Data supplied:
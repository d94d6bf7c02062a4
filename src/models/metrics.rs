//! Request samples, check results and run report data models

use crate::error::{AppError, Result};
use crate::types::{Endpoint, RequestStatus, BOOKS_TAG_KEY};
use chrono::{DateTime, Utc};
use serde::{Deserialize, Serialize};
use std::collections::BTreeMap;
use std::time::Duration;

/// One HTTP request issued by a virtual user
#[derive(Debug, Clone, Serialize, Deserialize)]
pub struct RequestSample {
    /// Scenario that issued the request
    pub scenario: String,

    /// Endpoint requested
    pub endpoint: Endpoint,

    /// HTTP status code, 0 when no response was received
    pub status_code: u16,

    /// Request outcome
    pub status: RequestStatus,

    /// Time from sending the request until the body was read
    pub duration: Duration,

    /// When the request completed
    pub timestamp: DateTime<Utc>,

    /// Transport error, if any
    pub error_message: Option<String>,
}

impl RequestSample {
    /// A request that produced a response
    pub fn completed(scenario: &str, endpoint: Endpoint, status_code: u16, duration: Duration) -> Self {
        Self {
            scenario: scenario.to_string(),
            endpoint,
            status_code,
            status: RequestStatus::Completed,
            duration,
            timestamp: Utc::now(),
            error_message: None,
        }
    }

    /// A request that failed before a response arrived
    pub fn failed(scenario: &str, endpoint: Endpoint, duration: Duration, error_message: String) -> Self {
        Self {
            scenario: scenario.to_string(),
            endpoint,
            status_code: 0,
            status: RequestStatus::Failed,
            duration,
            timestamp: Utc::now(),
            error_message: Some(error_message),
        }
    }

    /// A request that exceeded the request timeout
    pub fn timeout(scenario: &str, endpoint: Endpoint, timeout: Duration) -> Self {
        Self {
            scenario: scenario.to_string(),
            endpoint,
            status_code: 0,
            status: RequestStatus::Timeout,
            duration: timeout,
            timestamp: Utc::now(),
            error_message: Some(format!("Request timed out after {:.1}s", timeout.as_secs_f64())),
        }
    }

    /// Whether a response was received at all
    pub fn has_response(&self) -> bool {
        matches!(self.status, RequestStatus::Completed)
    }

    /// Whether the request counts as failed for `http_req_failed`
    pub fn is_failed(&self) -> bool {
        !self.has_response() || self.status_code != 200
    }

    pub fn duration_ms(&self) -> f64 {
        self.duration.as_secs_f64() * 1000.0
    }

    /// Tags attached to this sample, used by threshold selectors
    pub fn tags(&self) -> BTreeMap<&'static str, String> {
        let mut tags = BTreeMap::new();
        tags.insert(BOOKS_TAG_KEY, self.endpoint.tag().to_string());
        tags.insert("scenario", self.scenario.clone());
        tags.insert("status", self.status_code.to_string());
        tags.insert("method", "GET".to_string());
        tags
    }
}

/// Result of evaluating one named check against one response
#[derive(Debug, Clone, Serialize, Deserialize)]
pub struct CheckRecord {
    pub name: String,
    pub scenario: String,
    pub endpoint: Endpoint,
    pub passed: bool,
}

impl CheckRecord {
    pub fn tags(&self) -> BTreeMap<&'static str, String> {
        let mut tags = BTreeMap::new();
        tags.insert(BOOKS_TAG_KEY, self.endpoint.tag().to_string());
        tags.insert("scenario", self.scenario.clone());
        tags.insert("check", self.name.clone());
        tags
    }
}

/// Aggregated pass/fail counts of a check for one endpoint tag
#[derive(Debug, Clone, PartialEq, Serialize, Deserialize)]
pub struct CheckOutcome {
    pub name: String,
    pub tag: String,
    pub passes: u64,
    pub fails: u64,
}

impl CheckOutcome {
    pub fn total(&self) -> u64 {
        self.passes + self.fails
    }

    /// Passing fraction in 0.0..=1.0
    pub fn pass_rate(&self) -> f64 {
        if self.total() == 0 {
            0.0
        } else {
            self.passes as f64 / self.total() as f64
        }
    }

    pub fn all_passed(&self) -> bool {
        self.fails == 0
    }
}

/// Trend statistics over request durations, all values in milliseconds
#[derive(Debug, Clone, Default, PartialEq, Serialize, Deserialize)]
pub struct TrendStats {
    pub count: usize,
    pub min: f64,
    pub max: f64,
    pub avg: f64,
    pub med: f64,
    pub p90: f64,
    pub p95: f64,
    pub p99: f64,
}

impl TrendStats {
    pub fn is_empty(&self) -> bool {
        self.count == 0
    }
}

/// Per-endpoint request summary
#[derive(Debug, Clone, Serialize, Deserialize)]
pub struct EndpointSummary {
    pub tag: String,
    pub path: String,
    pub http_reqs: u64,
    pub failed_reqs: u64,
    pub http_req_duration: TrendStats,
}

impl EndpointSummary {
    pub fn failed_rate(&self) -> f64 {
        if self.http_reqs == 0 {
            0.0
        } else {
            self.failed_reqs as f64 / self.http_reqs as f64
        }
    }
}

/// Why a scenario stopped
#[derive(Debug, Clone, Copy, PartialEq, Eq, Serialize, Deserialize)]
#[serde(rename_all = "snake_case")]
pub enum StopReason {
    /// Every VU finished its iterations
    Completed,
    /// The scenario hit its max duration
    MaxDuration,
    /// The run was interrupted by the user
    Interrupted,
}

/// Result of running one scenario
#[derive(Debug, Clone, Serialize, Deserialize)]
pub struct ScenarioOutcome {
    pub name: String,
    pub exec: String,
    pub vus: u32,
    pub planned_iterations: u64,
    pub completed_iterations: u64,
    pub interrupted_iterations: u64,
    pub duration_ms: f64,
    pub stop_reason: StopReason,
}

impl ScenarioOutcome {
    /// Iterations that never started because the scenario stopped early
    pub fn dropped_iterations(&self) -> u64 {
        self.planned_iterations
            .saturating_sub(self.completed_iterations + self.interrupted_iterations)
    }

    pub fn is_complete(&self) -> bool {
        self.completed_iterations == self.planned_iterations
    }
}

/// Result of evaluating one threshold expression
#[derive(Debug, Clone, Serialize, Deserialize)]
pub struct ThresholdOutcome {
    /// Metric selector, e.g. `http_req_duration{books:list-books}`
    pub selector: String,
    /// Expression as written, e.g. `p(99) < 1000`
    pub expression: String,
    /// Aggregated value the expression was evaluated against
    pub observed: Option<f64>,
    pub passed: bool,
}

/// Totals across every request of the run
#[derive(Debug, Clone, Default, Serialize, Deserialize)]
pub struct RequestTotals {
    pub http_reqs: u64,
    pub failed_reqs: u64,
    pub iterations: u64,
    pub interrupted_iterations: u64,
    pub http_req_duration: TrendStats,
}

impl RequestTotals {
    pub fn failed_rate(&self) -> f64 {
        if self.http_reqs == 0 {
            0.0
        } else {
            self.failed_reqs as f64 / self.http_reqs as f64
        }
    }
}

/// Everything produced by one plan run
#[derive(Debug, Clone, Serialize, Deserialize)]
pub struct RunReport {
    pub run_id: String,
    pub plan: String,
    pub base_url: String,
    pub started_at: DateTime<Utc>,
    pub completed_at: DateTime<Utc>,
    pub duration_ms: f64,
    pub interrupted: bool,
    pub scenarios: Vec<ScenarioOutcome>,
    pub checks: Vec<CheckOutcome>,
    pub thresholds: Vec<ThresholdOutcome>,
    pub endpoints: BTreeMap<String, EndpointSummary>,
    pub totals: RequestTotals,
}

impl RunReport {
    /// True when no threshold was crossed
    pub fn thresholds_passed(&self) -> bool {
        self.thresholds.iter().all(|t| t.passed)
    }

    pub fn failed_thresholds(&self) -> Vec<&ThresholdOutcome> {
        self.thresholds.iter().filter(|t| !t.passed).collect()
    }

    /// Overall check pass rate in 0.0..=1.0
    pub fn checks_pass_rate(&self) -> f64 {
        let passes: u64 = self.checks.iter().map(|c| c.passes).sum();
        let total: u64 = self.checks.iter().map(|c| c.total()).sum();
        if total == 0 {
            0.0
        } else {
            passes as f64 / total as f64
        }
    }

    pub fn check(&self, name: &str, tag: &str) -> Option<&CheckOutcome> {
        self.checks.iter().find(|c| c.name == name && c.tag == tag)
    }

    pub fn scenario(&self, name: &str) -> Option<&ScenarioOutcome> {
        self.scenarios.iter().find(|s| s.name == name)
    }

    /// Outcome of the run as a whole.
    ///
    /// An interrupt wins over crossed thresholds. Failed checks never fail
    /// the run.
    pub fn outcome(&self) -> Result<()> {
        if self.interrupted {
            return Err(AppError::interrupted(format!(
                "Run of plan '{}' was interrupted; the summary covers completed requests only",
                self.plan
            )));
        }

        let failed = self.failed_thresholds();
        if !failed.is_empty() {
            let names: Vec<String> = failed
                .iter()
                .map(|t| format!("{} '{}'", t.selector, t.expression))
                .collect();
            return Err(AppError::thresholds_crossed(format!(
                "Thresholds on metrics have been crossed: {}",
                names.join(", ")
            )));
        }

        Ok(())
    }
}

#[cfg(test)]
mod tests {
    use super::*;

    #[test]
    fn test_completed_sample() {
        let sample = RequestSample::completed("warmup", Endpoint::ListBooks, 200, Duration::from_millis(42));
        assert!(sample.has_response());
        assert!(!sample.is_failed());
        assert_eq!(sample.duration_ms(), 42.0);

        let tags = sample.tags();
        assert_eq!(tags.get("books").map(String::as_str), Some("list-books"));
        assert_eq!(tags.get("scenario").map(String::as_str), Some("warmup"));
        assert_eq!(tags.get("status").map(String::as_str), Some("200"));
    }

    #[test]
    fn test_non_200_sample_is_failed() {
        let sample = RequestSample::completed("warmup", Endpoint::NewBooks, 503, Duration::from_millis(5));
        assert!(sample.has_response());
        assert!(sample.is_failed());
    }

    #[test]
    fn test_transport_failure_has_status_zero() {
        let sample = RequestSample::failed(
            "warmup",
            Endpoint::NewBooks,
            Duration::from_millis(3),
            "connection refused".to_string(),
        );
        assert_eq!(sample.status_code, 0);
        assert!(!sample.has_response());
        assert!(sample.is_failed());

        let sample = RequestSample::timeout("warmup", Endpoint::NewBooks, Duration::from_secs(60));
        assert_eq!(sample.status, RequestStatus::Timeout);
        assert!(sample.error_message.unwrap().contains("60.0s"));
    }

    #[test]
    fn test_check_outcome_rates() {
        let outcome = CheckOutcome {
            name: "status was 200".to_string(),
            tag: "list-books".to_string(),
            passes: 3,
            fails: 1,
        };
        assert_eq!(outcome.total(), 4);
        assert_eq!(outcome.pass_rate(), 0.75);
        assert!(!outcome.all_passed());
    }

    #[test]
    fn test_scenario_outcome_dropped_iterations() {
        let outcome = ScenarioOutcome {
            name: "warmup".to_string(),
            exec: "default".to_string(),
            vus: 10,
            planned_iterations: 200,
            completed_iterations: 150,
            interrupted_iterations: 10,
            duration_ms: 30_000.0,
            stop_reason: StopReason::MaxDuration,
        };
        assert_eq!(outcome.dropped_iterations(), 40);
        assert!(!outcome.is_complete());
    }

    #[test]
    fn test_passing_run_succeeds_despite_failed_checks() {
        let report = crate::output::test_report();
        assert!(report.checks.iter().any(|c| c.fails > 0));
        assert!(report.outcome().is_ok());
    }

    #[test]
    fn test_crossed_threshold_exits_99() {
        let mut report = crate::output::test_report();
        report.thresholds[1].observed = Some(1500.0);
        report.thresholds[1].passed = false;

        let err = report.outcome().unwrap_err();
        assert!(matches!(err, AppError::ThresholdsCrossed(_)));
        assert_eq!(err.exit_code(), 99);
        assert!(err.to_string().contains("http_req_duration{books:new-books} 'p(99) < 1000'"));
    }

    #[test]
    fn test_interrupt_wins_over_crossed_thresholds() {
        let mut report = crate::output::test_report();
        report.interrupted = true;
        report.thresholds[0].passed = false;

        let err = report.outcome().unwrap_err();
        assert!(matches!(err, AppError::Interrupted(_)));
        assert_eq!(err.exit_code(), 105);
    }
}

Description of the task: Every line from the top of the material through the line containing "produced a response" must be transcribed exactly, and no other line may appear.

Response:
repository d94d6bf7c02062a4
filename src/models/metrics.rs
//! Request samples, check results and run report data models

use crate::error::{AppError, Result};
use crate::types::{Endpoint, RequestStatus, BOOKS_TAG_KEY};
use chrono::{DateTime, Utc};
use serde::{Deserialize, Serialize};
use std::collections::BTreeMap;
use std::time::Duration;

/// One HTTP request issued by a virtual user
#[derive(Debug, Clone, Serialize, Deserialize)]
pub struct RequestSample {
    /// Scenario that issued the request
    pub scenario: String,

    /// Endpoint requested
    pub endpoint: Endpoint,

    /// HTTP status code, 0 when no response was received
    pub status_code: u16,

    /// Request outcome
    pub status: RequestStatus,

    /// Time from sending the request until the body was read
    pub duration: Duration,

    /// When the request completed
    pub timestamp: DateTime<Utc>,

    /// Transport error, if any
    pub error_message: Option<String>,
}

impl RequestSample {
    /// A request that produced a response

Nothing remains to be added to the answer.